7/05/2019

Quem tem padrinho... (Conto), de Brito Camacho



Quem tem padrinho...
Servira de madrinha, focando com a coroa de Nossa Senhora, o tio Manoel, havia quinze dias chegado do Brasil, para onde abalara havia quinze anos.
Recebeu o nome batismal de Maria, a que a avó acrescentou — da Conceição, pondo assim a neta sob a guarda da Mãe de Deus, soberana dos anjos, refúgio dos pecadores — refugiam peccatorum.
A pequena era linda como os amores, e além de linda era simpática, o que não acontece com todas as crianças lindas. Há formas de beleza humana que suscitam a nossa admiração sem provocarem a nossa simpatia, sendo frequente ouvir dizer a respeito duma criança ainda pequena, de uma rapariga já grande, ou de uma mulher ainda nova — é bonita, mas embirrenta.

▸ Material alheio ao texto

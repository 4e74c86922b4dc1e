//! AES-CCM* link-layer security, spec §4.3.
//!
//! The "low-level crypto primitives" are out of scope per spec §1; this
//! is the thin adapter the MAC controller calls through, built on the
//! RustCrypto `aes`/`ccm` crates named in the dependency ledger.
//
// https://github.com/rust-iot/rust-lpwan
// Copyright 2021 Ryan Kurte

use aes::Aes128;
use ccm::aead::generic_array::GenericArray;
use ccm::aead::AeadInPlace;
use ccm::consts::{U13, U16, U4, U8};
use ccm::{Ccm, KeyInit};
use hmac::{Hmac, Mac};
use heapless::Vec;
use sha2::Sha256;

use crate::addr::ExtendedAddress;
use crate::error::{Result, ThreadError};

pub const NONCE_LEN: usize = 13;
pub type Key = [u8; 16];
pub type Nonce = [u8; NONCE_LEN];

/// Builds the CCM* nonce per spec §4.3: source extended address (8
/// bytes) || frame counter (4 bytes, big-endian) || security level (1
/// byte).
pub fn build_nonce(src_ext: ExtendedAddress, frame_counter: u32, security_level: u8) -> Nonce {
    let mut n = [0u8; NONCE_LEN];
    n[0..8].copy_from_slice(&src_ext.to_bytes());
    n[8..12].copy_from_slice(&frame_counter.to_be_bytes());
    n[12] = security_level;
    n
}

/// Tag length implied by an 802.15.4 security level (Table 95).
pub fn tag_len(security_level: u8) -> usize {
    match security_level & 0x3 {
        0 => 0,
        1 => 4,
        2 => 8,
        3 => 16,
        _ => unreachable!(),
    }
}

/// True if this security level encrypts the payload (levels 4-7) as
/// opposed to authenticating it only (levels 1-3).
fn encrypts_payload(security_level: u8) -> bool {
    security_level & 0x4 != 0
}

/// Encrypts `buffer` in place (if the security level calls for
/// encryption) and returns the authentication tag, with `header`
/// (the MAC header bytes) as additional authenticated data.
///
/// A MIC-only level (1-3) authenticates `header` and `buffer` together
/// without altering `buffer`; `header`+`buffer` combined must fit
/// within [`MAX_AAD_LEN`] in that case.
pub fn encrypt(security_level: u8, key: &Key, nonce: &Nonce, header: &[u8], buffer: &mut [u8]) -> Result<Vec<u8, 16>> {
    let tl = tag_len(security_level);
    if tl == 0 {
        return Ok(Vec::new());
    }
    if encrypts_payload(security_level) {
        dispatch(tl, key, nonce, header, buffer, true)
    } else {
        let mut aad = Vec::<u8, MAX_AAD_LEN>::new();
        aad.extend_from_slice(header).map_err(|_| ThreadError::InvalidArgs)?;
        aad.extend_from_slice(buffer).map_err(|_| ThreadError::InvalidArgs)?;
        dispatch(tl, key, nonce, &aad, &mut [], true)
    }
}

/// Inverse of [`encrypt`]: decrypts `buffer` in place (if the security
/// level encrypts) and verifies `tag`, failing with `Security` on
/// mismatch.
pub fn decrypt(security_level: u8, key: &Key, nonce: &Nonce, header: &[u8], buffer: &mut [u8], tag: &[u8]) -> Result<()> {
    let tl = tag_len(security_level);
    if tl == 0 {
        return Ok(());
    }
    if encrypts_payload(security_level) {
        dispatch_verify(tl, key, nonce, header, buffer, tag)
    } else {
        let mut aad = Vec::<u8, MAX_AAD_LEN>::new();
        aad.extend_from_slice(header).map_err(|_| ThreadError::InvalidArgs)?;
        aad.extend_from_slice(buffer).map_err(|_| ThreadError::InvalidArgs)?;
        dispatch_verify(tl, key, nonce, &aad, &mut [], tag)
    }
}

const MAX_AAD_LEN: usize = 160;

fn dispatch(tl: usize, key: &Key, nonce: &Nonce, aad: &[u8], buffer: &mut [u8], _encrypt: bool) -> Result<Vec<u8, 16>> {
    let mut out = Vec::new();
    match tl {
        4 => {
            let cipher = Ccm::<Aes128, U4, U13>::new(GenericArray::from_slice(key));
            let t = cipher
                .encrypt_in_place_detached(GenericArray::from_slice(nonce), aad, buffer)
                .map_err(|_| ThreadError::Security)?;
            out.extend_from_slice(&t).ok();
        }
        8 => {
            let cipher = Ccm::<Aes128, U8, U13>::new(GenericArray::from_slice(key));
            let t = cipher
                .encrypt_in_place_detached(GenericArray::from_slice(nonce), aad, buffer)
                .map_err(|_| ThreadError::Security)?;
            out.extend_from_slice(&t).ok();
        }
        16 => {
            let cipher = Ccm::<Aes128, U16, U13>::new(GenericArray::from_slice(key));
            let t = cipher
                .encrypt_in_place_detached(GenericArray::from_slice(nonce), aad, buffer)
                .map_err(|_| ThreadError::Security)?;
            out.extend_from_slice(&t).ok();
        }
        _ => return Err(ThreadError::InvalidArgs),
    }
    Ok(out)
}

fn dispatch_verify(tl: usize, key: &Key, nonce: &Nonce, aad: &[u8], buffer: &mut [u8], tag: &[u8]) -> Result<()> {
    match tl {
        4 => {
            let cipher = Ccm::<Aes128, U4, U13>::new(GenericArray::from_slice(key));
            cipher
                .decrypt_in_place_detached(GenericArray::from_slice(nonce), aad, buffer, GenericArray::from_slice(tag))
                .map_err(|_| ThreadError::Security)
        }
        8 => {
            let cipher = Ccm::<Aes128, U8, U13>::new(GenericArray::from_slice(key));
            cipher
                .decrypt_in_place_detached(GenericArray::from_slice(nonce), aad, buffer, GenericArray::from_slice(tag))
                .map_err(|_| ThreadError::Security)
        }
        16 => {
            let cipher = Ccm::<Aes128, U16, U13>::new(GenericArray::from_slice(key));
            cipher
                .decrypt_in_place_detached(GenericArray::from_slice(nonce), aad, buffer, GenericArray::from_slice(tag))
                .map_err(|_| ThreadError::Security)
        }
        _ => Err(ThreadError::InvalidArgs),
    }
}

/// Recovers which of the neighbor's three admissible key sequences
/// (`current`, `previous`, `next`) a received `key_index` refers to,
/// per spec §4.3's RX security processing. `key_index` is `(sequence &
/// 0x7f) + 1` as set on TX.
#[derive(Clone, Copy, PartialEq, Eq, Debug)]
#[cfg_attr(feature = "defmt", derive(defmt::Format))]
pub enum KeySequenceMatch {
    Current,
    Previous,
    Next,
}

pub fn match_key_sequence(key_index: u8, current_sequence: u32, previous_key_valid: bool) -> Option<KeySequenceMatch> {
    let wants = ((key_index as u32).wrapping_sub(1)) & 0x7f;
    let current_bits = current_sequence & 0x7f;
    if wants == current_bits {
        Some(KeySequenceMatch::Current)
    } else if previous_key_valid && wants == current_bits.wrapping_sub(1) & 0x7f {
        Some(KeySequenceMatch::Previous)
    } else if wants == current_bits.wrapping_add(1) & 0x7f {
        Some(KeySequenceMatch::Next)
    } else {
        None
    }
}

/// Validates an inbound frame counter against the neighbor's stored
/// counter, per spec §4.3: strictly greater, except a previous-key
/// frame may equal the stored value the first time it's seen.
pub fn frame_counter_admissible(frame_counter: u32, neighbor_link_frame_counter: u32, from_previous_key: bool) -> bool {
    if from_previous_key {
        frame_counter >= neighbor_link_frame_counter
    } else {
        frame_counter >= neighbor_link_frame_counter && frame_counter != u32::MAX
    }
}

/// Derives a per-sequence MAC key from the Thread Network Key using
/// HMAC-SHA-256, the key-derivation path the core consumes (spec §1
/// permits HMAC-SHA-256 as a standard primitive addressed only where
/// the core calls into it). `label` distinguishes derivation purposes
/// (e.g. `b"Thread"`); only the first 16 bytes of the digest are kept,
/// matching the 128-bit keys AES-CCM* above expects.
pub fn derive_key(network_key: &[u8], label: &[u8]) -> Key {
    let mut mac = <Hmac<Sha256> as Mac>::new_from_slice(network_key).expect("HMAC accepts any key length");
    mac.update(label);
    let digest = mac.finalize().into_bytes();
    let mut key = [0u8; 16];
    key.copy_from_slice(&digest[..16]);
    key
}

#[cfg(test)]
mod test {
    use super::*;

    /// IEEE 802.15.4-2006 Annex C.2.3 MAC command frame test vector.
    #[test]
    fn aes_ccm_annex_c2_3() {
        let key: Key = [
            0xc0, 0xc1, 0xc2, 0xc3, 0xc4, 0xc5, 0xc6, 0xc7, 0xc8, 0xc9, 0xca, 0xcb, 0xcc, 0xcd, 0xce, 0xcf,
        ];
        let nonce: Nonce = [
            0xac, 0xde, 0x48, 0x00, 0x00, 0x00, 0x00, 0x01, 0x00, 0x00, 0x00, 0x05, 0x06,
        ];
        let header: [u8; 29] = [
            0x08, 0xd0, 0x84, 0x21, 0x43, 0x02, 0x00, 0x00, 0x00, 0x00, 0x48, 0xde, 0xac, 0x02, 0x05, 0x00, 0x00, 0x00,
            0x55, 0xcf, 0x00, 0x00, 0x51, 0x52, 0x53, 0x54, 0x55, 0x56, 0x01,
        ];
        let mut payload = [0xceu8];

        let tag = dispatch(8, &key, &nonce, &header, &mut payload, true).unwrap();

        let mut ciphertext_and_tag: Vec<u8, 16> = Vec::new();
        ciphertext_and_tag.extend_from_slice(&payload).unwrap();
        ciphertext_and_tag.extend_from_slice(&tag).unwrap();
        assert_eq!(
            &ciphertext_and_tag[..],
            &[0xd8, 0x4f, 0xde, 0x52, 0x90, 0x61, 0xf9, 0xc6, 0xf1][..]
        );

        // Decrypting the ciphertext with the same parameters recovers
        // the original plaintext byte; the tag is verified, not altered.
        dispatch_verify(8, &key, &nonce, &header, &mut payload, &tag).unwrap();
        assert_eq!(payload, [0xce]);
    }

    #[test]
    fn tampered_tag_fails_with_security() {
        let key: Key = [0u8; 16];
        let nonce: Nonce = [0u8; NONCE_LEN];
        let header = [0u8; 4];
        let mut payload = [1u8, 2, 3];
        let mut tag = encrypt(6, &key, &nonce, &header, &mut payload).unwrap();
        tag[0] ^= 0xff;
        assert_eq!(decrypt(6, &key, &nonce, &header, &mut payload, &tag), Err(ThreadError::Security));
    }

    #[test]
    fn key_sequence_matching() {
        assert_eq!(match_key_sequence(1, 0, false), Some(KeySequenceMatch::Current));
        assert_eq!(match_key_sequence(2, 0, false), Some(KeySequenceMatch::Next));
        assert_eq!(match_key_sequence(127, 0, false), None);
        assert_eq!(match_key_sequence(127, 0, true), Some(KeySequenceMatch::Previous));
    }

    #[test]
    fn frame_counter_strict_unless_previous_key() {
        assert!(!frame_counter_admissible(4, 5, false));
        assert!(frame_counter_admissible(5, 5, false));
        assert!(frame_counter_admissible(5, 5, true));
    }

    /// RFC 4231 test case 1 ("Hi There", key 20x0x0b), truncated to the
    /// first 8 bytes as the spec's testable properties require.
    #[test]
    fn hmac_sha256_rfc4231_case1() {
        let key = [0x0bu8; 20];
        let mut mac = <Hmac<Sha256> as Mac>::new_from_slice(&key).unwrap();
        mac.update(b"Hi There");
        let digest = mac.finalize().into_bytes();
        assert_eq!(&digest[..8], &[0xb0, 0x34, 0x4c, 0x61, 0xd8, 0xdb, 0x38, 0x53][..]);
    }
}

Pois a Maria da Conceição era simpática e era bonita, reunindo estas duas qualidades em grau excepcionalmente elevado.
Tomou a avó encargo da sua educação, para alivio dos pais, já com um bom peso em cima dos ombros, dois rapazes e três raparigas, nenhum dos rapazes hábil para ganhar, e nenhuma das raparigas capaz de aprender, duas gêmeas, contando escassos cinco anos.
A avó da Maria da Conceição era pessoa muito devota, rigorosamente educada nos princípios da religião católica, apostólica e romana. Não era beata, não era sequer igrejeira, chamando assim às pessoas que trocam a casa pelo templo, algumas preferindo ao templo a sacristia. Ouvia missa todos os domingos, confessava-se todos os anos, e só por grave incomodo de saúde não jejuava em dias de preceito. Não dava esmola a todos os pobrezinhos que batiam à sua porta, porque não lho permitiam as suas posses; mas fazia todo o bem que podia, sem alarde nem ostentação, nos precisos termos do Evangelho — a sua mão esquerda ignorava os benefícios que fazia a sua mão direita.
Quando já era crescidita a neta, levava-a consigo à missa, e encantava-a a compostura da pequena, atenta a tudo quanto o padre fazia no altar, ajoelhando quando a avó ajoelhava, as mãozinhas postas, como se rezasse, muito desejosa de ser grande para ter um livro de missa, bonito como o da vovó, encadernado em percalina, com fechos de metal.
Aos cinco anos já sabia muitas orações — o Padre Nosso, a Ave Maria, a Salve Rainha, o Credo e os Artigos da Fé, a Magnificat e as Obras de Misericórdia. Não sabia os Mandamentos, porque a avó, tendo alguma dificuldade em explicar-lhe o sexto e o nono, assentara em só lhos ensinar, e também a Confissão, quando chegasse à idade de comungar.
Nunca a pequena, por expressa recomendação da avó, passava em frente do oratório que havia no quarto de cama, o quarto em que dormiam as duas, em leitos separados, que não se curvasse em reverência, persignando-se sumariamente, com uma só cruz, a do peito.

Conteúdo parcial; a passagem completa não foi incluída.